## AVAILABLE DATA
//! Knowledge distiller
//!
//! Batch job that compresses episodic memories into semantic rules of
//! thumb: per-tool success rates across resolved incidents, and tool
//! bigrams (after X, consider Y). Run from a scheduler or the CLI's
//! `distill` command.

use std::collections::HashMap;

use crate::types::MemoryError;

use super::episodic::{EpisodicStore, FinalOutcome};
use super::semantic::SemanticStore;

/// Compresses episodic memories into semantic facts.
pub struct KnowledgeDistiller<'a> {
    episodic: &'a EpisodicStore,
    semantic: &'a SemanticStore,
}

/// Summary of one distillation run.
#[derive(Debug, Clone, Default)]
pub struct DistillationReport {
    pub incidents_analyzed: usize,
    pub facts_created: usize,
}

impl<'a> KnowledgeDistiller<'a> {
    pub fn new(episodic: &'a EpisodicStore, semantic: &'a SemanticStore) -> Self {
        Self { episodic, semantic }
    }

    /// Run one distillation pass over every resolved incident on disk.
    pub fn distill(&self) -> Result<DistillationReport, MemoryError> {
        let resolved: Vec<_> = self
            .episodic
            .load_all()
            .into_iter()
            .filter(|m| m.final_outcome == Some(FinalOutcome::Resolved))
            .collect();

        tracing::info!(count = resolved.len(), "distilling resolved incidents");

        let mut report = DistillationReport {
            incidents_analyzed: resolved.len(),
            facts_created: 0,
        };
        if resolved.is_empty() {
            return Ok(report);
        }

        // Per-tool success counts across all resolved incidents.
        let mut tool_stats: HashMap<String, (u32, u32)> = HashMap::new();
        for incident in &resolved {
            for episode in &incident.episodes {
                let Some(action) = &episode.action_taken else {
                    continue;
                };
                let success = episode.outcome.as_ref().is_some_and(|o| o.success);
                let entry = tool_stats.entry(action.tool.clone()).or_insert((0, 0));
                entry.1 += 1;
                if success {
                    entry.0 += 1;
                }
            }
        }

        for (tool, (successes, total)) in &tool_stats {
            let success_rate = f64::from(*successes) / f64::from(*total);

            if success_rate > 0.8 && *total >= 3 {
                let content = format!(
                    "Tool '{}' is highly effective ({:.0}%) for resolving incidents.",
                    tool,
                    success_rate * 100.0
                );
                self.semantic.store_fact(
                    &format!("rule_tool_{}_effectiveness", tool),
                    "tool_effectiveness",
                    &content,
                    0.85 + f64::from((*total).min(10)) * 0.01,
                )?;
                report.facts_created += 1;
                tracing::info!(rule = %content, "distilled rule");
            } else if success_rate < 0.2 && *total >= 3 {
                let content = format!(
                    "Tool '{}' rarely works ({:.0}%). Avoid unless necessary.",
                    tool,
                    success_rate * 100.0
                );
                self.semantic.store_fact(
                    &format!("rule_tool_{}_ineffective", tool),
                    "tool_effectiveness",
                    &content,
                    0.8,
                )?;
                report.facts_created += 1;
                tracing::info!(rule = %content, "distilled rule");
            }
        }

        // Bigrams over consecutive actions within each incident.
        let mut bigrams: HashMap<(String, String), u32> = HashMap::new();
        for incident in &resolved {
            let tools: Vec<&str> = incident
                .episodes
                .iter()
                .filter_map(|e| e.action_taken.as_ref())
                .map(|a| a.tool.as_str())
                .collect();
            for pair in tools.windows(2) {
                *bigrams
                    .entry((pair[0].to_string(), pair[1].to_string()))
                    .or_insert(0) += 1;
            }
        }

        for ((first, second), count) in &bigrams {
            if *count >= 3 {
                let content = format!(
                    "After using '{}', consider using '{}'. This sequence appeared {} times in resolved incidents.",
                    first, second, count
                );
                self.semantic.store_fact(
                    &format!("rule_seq_{}_{}", first, second),
                    "recommendation",
                    &content,
                    0.7,
                )?;
                report.facts_created += 1;
                tracing::info!(rule = %content, "distilled rule");
            }
        }

        Ok(report)
    }
}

## WHAT TO WORK ON
Each record shown above is to be given again exactly.

## ANSWER AREA
//! Knowledge distiller
//!
//! Batch job that compresses episodic memories into semantic rules of
//! thumb: per-tool success rates across resolved incidents, and tool
//! bigrams (after X, consider Y). Run from a scheduler or the CLI's
//! `distill` command.

use std::collections::HashMap;

use crate::types::MemoryError;

use super::episodic::{EpisodicStore, FinalOutcome};
use super::semantic::SemanticStore;

/// Compresses episodic memories into semantic facts.
pub struct KnowledgeDistiller<'a> {
    episodic: &'a EpisodicStore,
    semantic: &'a SemanticStore,
}

/// Summary of one distillation run.
#[derive(Debug, Clone, Default)]
pub struct DistillationReport {
    pub incidents_analyzed: usize,
    pub facts_created: usize,
}

impl<'a> KnowledgeDistiller<'a> {
    pub fn new(episodic: &'a EpisodicStore, semantic: &'a SemanticStore) -> Self {
        Self { episodic, semantic }
    }

    /// Run one distillation pass over every resolved incident on disk.
    pub fn distill(&self) -> Result<DistillationReport, MemoryError> {
        let resolved: Vec<_> = self
            .episodic
            .load_all()
            .into_iter()
            .filter(|m| m.final_outcome == Some(FinalOutcome::Resolved))
            .collect();

        tracing::info!(count = resolved.len(), "distilling resolved incidents");

        let mut report = DistillationReport {
            incidents_analyzed: resolved.len(),
            facts_created: 0,
        };
        if resolved.is_empty() {
            return Ok(report);
        }

        // Per-tool success counts across all resolved incidents.
        let mut tool_stats: HashMap<String, (u32, u32)> = HashMap::new();
        for incident in &resolved {
            for episode in &incident.episodes {
                let Some(action) = &episode.action_taken else {
                    continue;
                };
                let success = episode.outcome.as_ref().is_some_and(|o| o.success);
                let entry = tool_stats.entry(action.tool.clone()).or_insert((0, 0));
                entry.1 += 1;
                if success {
                    entry.0 += 1;
                }
            }
        }

        for (tool, (successes, total)) in &tool_stats {
            let success_rate = f64::from(*successes) / f64::from(*total);

            if success_rate > 0.8 && *total >= 3 {
                let content = format!(
                    "Tool '{}' is highly effective ({:.0}%) for resolving incidents.",
                    tool,
                    success_rate * 100.0
                );
                self.semantic.store_fact(
                    &format!("rule_tool_{}_effectiveness", tool),
                    "tool_effectiveness",
                    &content,
                    0.85 + f64::from((*total).min(10)) * 0.01,
                )?;
                report.facts_created += 1;
                tracing::info!(rule = %content, "distilled rule");
            } else if success_rate < 0.2 && *total >= 3 {
                let content = format!(
                    "Tool '{}' rarely works ({:.0}%). Avoid unless necessary.",
                    tool,
                    success_rate * 100.0
                );
                self.semantic.store_fact(
                    &format!("rule_tool_{}_ineffective", tool),
                    "tool_effectiveness",
                    &content,
                    0.8,
                )?;
                report.facts_created += 1;
                tracing::info!(rule = %content, "distilled rule");
            }
        }

        // Bigrams over consecutive actions within each incident.
        let mut bigrams: HashMap<(String, String), u32> = HashMap::new();
        for incident in &resolved {
            let tools: Vec<&str> = incident
                .episodes
                .iter()
                .filter_map(|e| e.action_taken.as_ref())
                .map(|a| a.tool.as_str())
                .collect();
            for pair in tools.windows(2) {
                *bigrams
                    .entry((pair[0].to_string(), pair[1].to_string()))
                    .or_insert(0) += 1;
            }
        }

        for ((first, second), count) in &bigrams {
            if *count >= 3 {
                let content = format!(
                    "After using '{}', consider using '{}'. This sequence appeared {} times in resolved incidents.",
                    first, second, count
                );
                self.semantic.store_fact(
                    &format!("rule_seq_{}_{}", first, second),
                    "recommendation",
                    &content,
                    0.7,
                )?;
                report.facts_created += 1;
                tracing::info!(rule = %content, "distilled rule");
            }
        }

        Ok(report)
    }
}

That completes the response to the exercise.